Compute the standard error for "sample1". (hints: there is no built-in function to compute standard errors, but there may be functions for the different components of the formula)

The apply Function

To obtain mean values for all samples we can use mean on each column individually, but there is also an easier way to go about it. The apply family of functions keep you from having to write loops (R is bad at looping) to perform some sort of operation on every row or column of a data matrix or a data frame. The family includes several functions, each differing slightly on the inputs or outputs.

base::apply             Apply Functions Over Array Margins
base::by                Apply a Function to a Data Frame Split by Factors
base::eapply            Apply a Function Over Values in an Environment
base::lapply            Apply a Function over a List or Vector
base::mapply            Apply a Function to Multiple List or Vector Arguments
base::rapply            Recursively Apply a Function to a List
base::tapply            Apply a Function Over a Ragged Array

We will be using apply in our examples today, but do take a moment on your own to explore the many options that are available. The apply function returns a vector or array or list of values obtained by applying a function to margins of an array or matrix. We know about vectors/arrays and functions, but what are these “margins”? Margins are referring to either the rows (denoted by 1), the columns (denoted by 2) or both (1:2). By “both”, we mean apply the function to each individual value. Let's try this with the mean function on our data with NAs removed rpkm_noNA, but remember to index and remove the first column of gene symbols before input (because gene symbols are characters and not numeric, the mean function will return an error).

samplemeans <- apply(rpkm_noNA[,2:13], 2, mean) 
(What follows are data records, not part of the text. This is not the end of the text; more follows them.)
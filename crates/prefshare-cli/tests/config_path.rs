use std::fs;

use assert_cmd::cargo::cargo_bin_cmd;
use predicates::prelude::*;
use tempfile::tempdir;

#[test]
fn test_config_path_command() {
    let dir = tempdir().unwrap();

    cargo_bin_cmd!("prefshare")
        .env("PREFSHARE_HOME", dir.path())
        .args(["config", "path"])
        .assert()
        .success()
        .stdout(predicate::str::contains("config.toml"));
}

#[test]
fn test_config_init_creates_file() {
    let dir = tempdir().unwrap();
    let config_path = dir.path().join("config.toml");

    assert!(!config_path.exists());

    cargo_bin_cmd!("prefshare")
        .env("PREFSHARE_HOME", dir.path())
        .args(["config", "init"])
        .assert()
        .success()
        .stdout(predicate::str::contains("Created config at"));

    let contents = fs::read_to_string(&config_path).unwrap();
    assert!(contents.contains("[backend]"));
    assert!(contents.contains("concurrency = 4"));
}

#[test]
fn test_config_init_fails_if_exists() {
    let dir = tempdir().unwrap();
    fs::write(dir.path().join("config.toml"), "# existing config").unwrap();

    cargo_bin_cmd!("prefshare")
        .env("PREFSHARE_HOME", dir.path())
        .args(["config", "init"])
        .assert()
        .failure()
        .stderr(predicate::str::contains("already exists"));
}

#[test]
fn test_config_set_url_keeps_comments() {
    let dir = tempdir().unwrap();
    let config_path = dir.path().join("config.toml");

    cargo_bin_cmd!("prefshare")
        .env("PREFSHARE_HOME", dir.path())
        .args(["config", "set-url", "geo", "https://geo.example.com/"])
        .assert()
        .success()
        .stdout(predicate::str::contains("Set geo URL"));

    let contents = fs::read_to_string(&config_path).unwrap();
    assert!(contents.contains("base_url = \"https://geo.example.com/\""));
    assert!(contents.contains("# Prefshare Configuration"));
}

#[test]
fn test_config_set_url_rejects_invalid_url() {
    let dir = tempdir().unwrap();

    cargo_bin_cmd!("prefshare")
        .env("PREFSHARE_HOME", dir.path())
        .args(["config", "set-url", "api", "not a url"])
        .assert()
        .failure()
        .stderr(predicate::str::contains("Invalid api URL"));
}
How long is the vector of values returned?

Basic plots in R

The mathematician Richard Hamming once said, "The purpose of computing is insight, not numbers", and the best way to develop insight is often to visualize data. Visualization deserves an entire lecture (or course) of its own, but we can explore a few features of R's base plotting package.

When we are working with large sets of numbers it can be useful to display that information graphically. R has a number of built-in tools for basic graph types such as hisotgrams, scatter plots, bar charts, boxplots and much more. We'll test a few of these out here on our samplemeans vector, but first we will create a combined data frame that maps our metadata to the sample mean values.

# Create a combined data frame
all(rownames(metadata) == names(samplemeans)) # sanity check for sample order
df <- cbind(metadata, samplemeans) 

Scatterplot

Let's start with a scatterplot. A scatter plot provides a graphical view of the relationship between two sets of numbers. We don't have a variable in our metadata that is a continous variable, so there is nothing to plot it against but we can plot the values against their index values just to demonstrate the function.

plot(samplemeans)

plot of chunk scatter-plot1

Each point represents a sample and the value on the x-axis is the sample number, where the values on the y-axis correspond to the average expression for that sample. For any plot you can customize many features of your graphs (fonts, colors, axes, titles) through graphic options We can change the shape of the data point using pch.

plot(samplemeans, pch=8)

plot of chunk unnamed-chunk-8

We can add a title to the plot by assining a string to main

plot(samplemeans, pch=8, main="Scatter plot of mean values")

plot of chunk unnamed-chunk-9

Barplot

In the case of our data, a barplot would be much more useful. We can use barplot to draw a single bar representing each sample and the height indicates the average expression level.

barplot(samplemeans)

plot of chunk unnamed-chunk-10

The sample names appear to be too large for the plot, we can change that by changing the cex.names value.

barplot(samplemeans, cex.names=0.5)

plot of chunk unnamed-chunk-11

The names are too small to read. Alternatively we can also just change the names to be numeric values and keep the same size.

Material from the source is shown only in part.